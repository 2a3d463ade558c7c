//! RE3-5-4: vehicle crashworthiness design

use crate::bounds::{BoundRegistry, VariableBound};
use crate::problem::{Problem, map_rows};
use ndarray::{Array2, ArrayView2};

/// Vehicle crashworthiness design problem (RE3-5-4), 5 variables, 3 objectives.
///
/// f1 is the vehicle mass, f2 the acceleration characteristic and f3 the
/// toe-board intrusion. x1..x5 are the thicknesses of the five reinforced
/// members around the frontal structure, each in [1, 3].
#[derive(Debug, Clone)]
pub struct VehicleCrashworthiness {
    bounds: BoundRegistry,
}

impl VehicleCrashworthiness {
    /// Create the problem with its fixed bounds
    pub fn new() -> Self {
        Self {
            bounds: BoundRegistry::from_static(
                (1..=5)
                    .map(|i| VariableBound::new(format!("x{}", i), 1.0, 3.0))
                    .collect(),
            ),
        }
    }
}

impl Default for VehicleCrashworthiness {
    fn default() -> Self {
        Self::new()
    }
}

impl Problem for VehicleCrashworthiness {
    fn name(&self) -> &str {
        "RE3_5_4"
    }

    fn bounds(&self) -> &BoundRegistry {
        &self.bounds
    }

    fn n_obj(&self) -> usize {
        3
    }

    fn evaluate_unchecked(&self, x: &ArrayView2<f64>) -> Array2<f64> {
        map_rows(x, |row| {
            let (x1, x2, x3, x4, x5) = (row[0], row[1], row[2], row[3], row[4]);

            let f1 = 1640.2823
                + 2.3573285 * x1
                + 2.3220035 * x2
                + 4.5688768 * x3
                + 7.7213633 * x4
                + 4.4559504 * x5;

            let f2 = 6.5856 + 1.15 * x1 - 1.0427 * x2 + 0.9738 * x3 + 0.8364 * x4
                - 0.3695 * x1 * x4
                + 0.0961 * x1 * x5
                + 0.3628 * x2 * x4
                - 0.1106 * x1.powi(2)
                - 0.3437 * x3.powi(2)
                + 0.1764 * x4.powi(2);

            let f3 = -0.0551 + 0.0181 * x1 + 0.1024 * x2 + 0.0421 * x3
                - 0.0073 * x1 * x2
                + 0.024 * x2 * x3
                - 0.0118 * x2 * x4
                - 0.0204 * x3 * x4
                - 0.008 * x3 * x5
                - 0.0241 * x2.powi(2)
                + 0.0109 * x4.powi(2);

            [f1, f2, f3]
        })
    }
}

#[cfg(test)]
mod tests {
    use super::*;
    use approx::assert_relative_eq;
    use ndarray::Array2;

    #[test]
    fn test_crashworthiness_at_unit_thickness() {
        let p = VehicleCrashworthiness::new();
        let f = p.evaluate(&Array2::ones((1, 5))).unwrap().f;

        let f1 = 1640.2823 + 2.3573285 + 2.3220035 + 4.5688768 + 7.7213633 + 4.4559504;
        let f2 = 6.5856 + 1.15 - 1.0427 + 0.9738 + 0.8364 - 0.3695 + 0.0961 + 0.3628 - 0.1106
            - 0.3437
            + 0.1764;
        let f3 = -0.0551 + 0.0181 + 0.1024 + 0.0421 - 0.0073 + 0.024 - 0.0118 - 0.0204 - 0.008
            - 0.0241
            + 0.0109;
        assert_relative_eq!(f[[0, 0]], f1, max_relative = 1e-12);
        assert_relative_eq!(f[[0, 1]], f2, max_relative = 1e-12);
        assert_relative_eq!(f[[0, 2]], f3, max_relative = 1e-10);
    }

    #[test]
    fn test_mass_increases_with_thickness() {
        let p = VehicleCrashworthiness::new();
        let f = p
            .evaluate(&ndarray::array![[1.0, 1.0, 1.0, 1.0, 1.0], [3.0, 3.0, 3.0, 3.0, 3.0]])
            .unwrap()
            .f;
        assert!(f[[1, 0]] > f[[0, 0]]);
    }
}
____________________
◆ Activity: If a line in the entries contains the word "VehicleCrashworthiness", copy that line out.

◆ Solved exercise:
pub struct VehicleCrashworthiness {
impl VehicleCrashworthiness {
impl Default for VehicleCrashworthiness {
impl Problem for VehicleCrashworthiness {
        let p = VehicleCrashworthiness::new();
        let p = VehicleCrashworthiness::new();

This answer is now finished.